Stored data

▼▼▼

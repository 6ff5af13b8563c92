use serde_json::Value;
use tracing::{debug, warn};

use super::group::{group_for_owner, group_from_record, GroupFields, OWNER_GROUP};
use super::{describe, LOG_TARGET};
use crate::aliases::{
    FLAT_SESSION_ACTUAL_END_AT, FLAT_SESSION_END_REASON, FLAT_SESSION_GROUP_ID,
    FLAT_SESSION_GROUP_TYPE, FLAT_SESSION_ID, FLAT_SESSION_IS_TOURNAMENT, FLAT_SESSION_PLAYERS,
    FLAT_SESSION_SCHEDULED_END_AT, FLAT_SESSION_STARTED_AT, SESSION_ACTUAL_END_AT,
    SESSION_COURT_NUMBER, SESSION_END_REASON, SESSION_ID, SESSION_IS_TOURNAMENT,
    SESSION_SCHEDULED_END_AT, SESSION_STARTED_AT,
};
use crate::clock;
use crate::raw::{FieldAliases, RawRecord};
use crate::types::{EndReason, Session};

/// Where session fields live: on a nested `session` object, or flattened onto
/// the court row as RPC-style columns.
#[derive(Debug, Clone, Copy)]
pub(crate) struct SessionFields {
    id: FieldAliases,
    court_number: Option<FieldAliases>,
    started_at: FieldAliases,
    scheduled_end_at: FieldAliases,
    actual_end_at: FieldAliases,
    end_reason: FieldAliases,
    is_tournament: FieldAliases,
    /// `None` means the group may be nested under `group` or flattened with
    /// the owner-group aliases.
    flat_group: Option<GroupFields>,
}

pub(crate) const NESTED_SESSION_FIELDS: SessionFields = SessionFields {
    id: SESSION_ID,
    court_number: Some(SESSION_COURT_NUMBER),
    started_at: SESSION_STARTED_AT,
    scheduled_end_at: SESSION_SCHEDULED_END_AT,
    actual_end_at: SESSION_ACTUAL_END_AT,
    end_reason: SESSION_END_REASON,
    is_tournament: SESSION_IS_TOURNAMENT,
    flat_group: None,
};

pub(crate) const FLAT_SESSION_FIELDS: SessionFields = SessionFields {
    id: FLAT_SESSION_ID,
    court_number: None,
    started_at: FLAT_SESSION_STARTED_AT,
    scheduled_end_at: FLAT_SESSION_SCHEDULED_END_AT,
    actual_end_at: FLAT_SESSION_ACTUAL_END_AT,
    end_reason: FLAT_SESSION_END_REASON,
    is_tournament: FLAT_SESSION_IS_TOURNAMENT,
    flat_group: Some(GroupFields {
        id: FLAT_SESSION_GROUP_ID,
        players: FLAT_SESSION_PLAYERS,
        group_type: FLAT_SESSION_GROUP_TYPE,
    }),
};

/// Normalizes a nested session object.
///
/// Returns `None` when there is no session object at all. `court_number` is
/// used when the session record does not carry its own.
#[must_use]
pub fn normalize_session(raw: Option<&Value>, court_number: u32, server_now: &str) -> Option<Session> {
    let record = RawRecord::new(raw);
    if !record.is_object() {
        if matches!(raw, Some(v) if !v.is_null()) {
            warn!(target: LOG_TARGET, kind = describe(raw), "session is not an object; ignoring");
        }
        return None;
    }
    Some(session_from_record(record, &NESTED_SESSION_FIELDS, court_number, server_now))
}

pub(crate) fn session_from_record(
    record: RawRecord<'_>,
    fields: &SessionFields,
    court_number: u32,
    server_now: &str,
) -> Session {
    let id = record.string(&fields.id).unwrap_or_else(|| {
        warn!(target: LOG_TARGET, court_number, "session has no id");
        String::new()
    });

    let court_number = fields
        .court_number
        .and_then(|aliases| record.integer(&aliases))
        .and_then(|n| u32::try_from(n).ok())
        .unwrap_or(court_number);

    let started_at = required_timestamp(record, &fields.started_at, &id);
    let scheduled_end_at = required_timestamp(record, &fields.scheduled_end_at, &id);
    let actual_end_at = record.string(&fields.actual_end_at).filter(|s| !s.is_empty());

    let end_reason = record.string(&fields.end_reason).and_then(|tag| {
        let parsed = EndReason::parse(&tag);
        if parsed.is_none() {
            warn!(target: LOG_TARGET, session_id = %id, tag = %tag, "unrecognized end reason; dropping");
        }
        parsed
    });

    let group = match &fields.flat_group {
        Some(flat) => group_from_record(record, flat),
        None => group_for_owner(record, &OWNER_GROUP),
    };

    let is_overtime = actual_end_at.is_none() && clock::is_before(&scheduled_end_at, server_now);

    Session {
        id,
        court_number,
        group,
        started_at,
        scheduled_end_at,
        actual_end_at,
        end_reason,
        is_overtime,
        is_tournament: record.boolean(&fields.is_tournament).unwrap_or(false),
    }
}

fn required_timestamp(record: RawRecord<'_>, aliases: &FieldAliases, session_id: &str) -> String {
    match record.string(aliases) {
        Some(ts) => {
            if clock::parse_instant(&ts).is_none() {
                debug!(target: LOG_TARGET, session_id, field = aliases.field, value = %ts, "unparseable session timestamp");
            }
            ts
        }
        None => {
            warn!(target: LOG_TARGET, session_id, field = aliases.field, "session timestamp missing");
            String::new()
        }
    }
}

▲▲▲

What you return must match the data word for word.

_Result of the exercise:_
repository 6ff5af13b8563c92
use serde_json::Value;
use tracing::{debug, warn};

use super::group::{group_for_owner, group_from_record, GroupFields, OWNER_GROUP};
use super::{describe, LOG_TARGET};
use crate::aliases::{
    FLAT_SESSION_ACTUAL_END_AT, FLAT_SESSION_END_REASON, FLAT_SESSION_GROUP_ID,
    FLAT_SESSION_GROUP_TYPE, FLAT_SESSION_ID, FLAT_SESSION_IS_TOURNAMENT, FLAT_SESSION_PLAYERS,
    FLAT_SESSION_SCHEDULED_END_AT, FLAT_SESSION_STARTED_AT, SESSION_ACTUAL_END_AT,
    SESSION_COURT_NUMBER, SESSION_END_REASON, SESSION_ID, SESSION_IS_TOURNAMENT,
    SESSION_SCHEDULED_END_AT, SESSION_STARTED_AT,
};
use crate::clock;
use crate::raw::{FieldAliases, RawRecord};
use crate::types::{EndReason, Session};

/// Where session fields live: on a nested `session` object, or flattened onto
/// the court row as RPC-style columns.
#[derive(Debug, Clone, Copy)]
pub(crate) struct SessionFields {
    id: FieldAliases,
    court_number: Option<FieldAliases>,
    started_at: FieldAliases,
    scheduled_end_at: FieldAliases,
    actual_end_at: FieldAliases,
    end_reason: FieldAliases,
    is_tournament: FieldAliases,
    /// `None` means the group may be nested under `group` or flattened with
    /// the owner-group aliases.
    flat_group: Option<GroupFields>,
}

pub(crate) const NESTED_SESSION_FIELDS: SessionFields = SessionFields {
    id: SESSION_ID,
    court_number: Some(SESSION_COURT_NUMBER),
    started_at: SESSION_STARTED_AT,
    scheduled_end_at: SESSION_SCHEDULED_END_AT,
    actual_end_at: SESSION_ACTUAL_END_AT,
    end_reason: SESSION_END_REASON,
    is_tournament: SESSION_IS_TOURNAMENT,
    flat_group: None,
};

pub(crate) const FLAT_SESSION_FIELDS: SessionFields = SessionFields {
    id: FLAT_SESSION_ID,
    court_number: None,
    started_at: FLAT_SESSION_STARTED_AT,
    scheduled_end_at: FLAT_SESSION_SCHEDULED_END_AT,
    actual_end_at: FLAT_SESSION_ACTUAL_END_AT,
    end_reason: FLAT_SESSION_END_REASON,
    is_tournament: FLAT_SESSION_IS_TOURNAMENT,
    flat_group: Some(GroupFields {
        id: FLAT_SESSION_GROUP_ID,
        players: FLAT_SESSION_PLAYERS,
        group_type: FLAT_SESSION_GROUP_TYPE,
    }),
};

/// Normalizes a nested session object.
///
/// Returns `None` when there is no session object at all. `court_number` is
/// used when the session record does not carry its own.
#[must_use]
pub fn normalize_session(raw: Option<&Value>, court_number: u32, server_now: &str) -> Option<Session> {
    let record = RawRecord::new(raw);
    if !record.is_object() {
        if matches!(raw, Some(v) if !v.is_null()) {
            warn!(target: LOG_TARGET, kind = describe(raw), "session is not an object; ignoring");
        }
        return None;
    }
    Some(session_from_record(record, &NESTED_SESSION_FIELDS, court_number, server_now))
}

pub(crate) fn session_from_record(
    record: RawRecord<'_>,
    fields: &SessionFields,
    court_number: u32,
    server_now: &str,
) -> Session {
    let id = record.string(&fields.id).unwrap_or_else(|| {
        warn!(target: LOG_TARGET, court_number, "session has no id");
        String::new()
    });

    let court_number = fields
        .court_number
        .and_then(|aliases| record.integer(&aliases))
        .and_then(|n| u32::try_from(n).ok())
        .unwrap_or(court_number);

    let started_at = required_timestamp(record, &fields.started_at, &id);
    let scheduled_end_at = required_timestamp(record, &fields.scheduled_end_at, &id);
    let actual_end_at = record.string(&fields.actual_end_at).filter(|s| !s.is_empty());

    let end_reason = record.string(&fields.end_reason).and_then(|tag| {
        let parsed = EndReason::parse(&tag);
        if parsed.is_none() {
            warn!(target: LOG_TARGET, session_id = %id, tag = %tag, "unrecognized end reason; dropping");
        }
        parsed
    });

    let group = match &fields.flat_group {
        Some(flat) => group_from_record(record, flat),
        None => group_for_owner(record, &OWNER_GROUP),
    };

    let is_overtime = actual_end_at.is_none() && clock::is_before(&scheduled_end_at, server_now);

    Session {
        id,
        court_number,
        group,
        started_at,
        scheduled_end_at,
        actual_end_at,
        end_reason,
        is_overtime,
        is_tournament: record.boolean(&fields.is_tournament).unwrap_or(false),
    }
}

fn required_timestamp(record: RawRecord<'_>, aliases: &FieldAliases, session_id: &str) -> String {
    match record.string(aliases) {
        Some(ts) => {
            if clock::parse_instant(&ts).is_none() {
                debug!(target: LOG_TARGET, session_id, field = aliases.field, value = %ts, "unparseable session timestamp");
            }
            ts
        }
        None => {
            warn!(target: LOG_TARGET, session_id, field = aliases.field, "session timestamp missing");
            String::new()
        }
    }
}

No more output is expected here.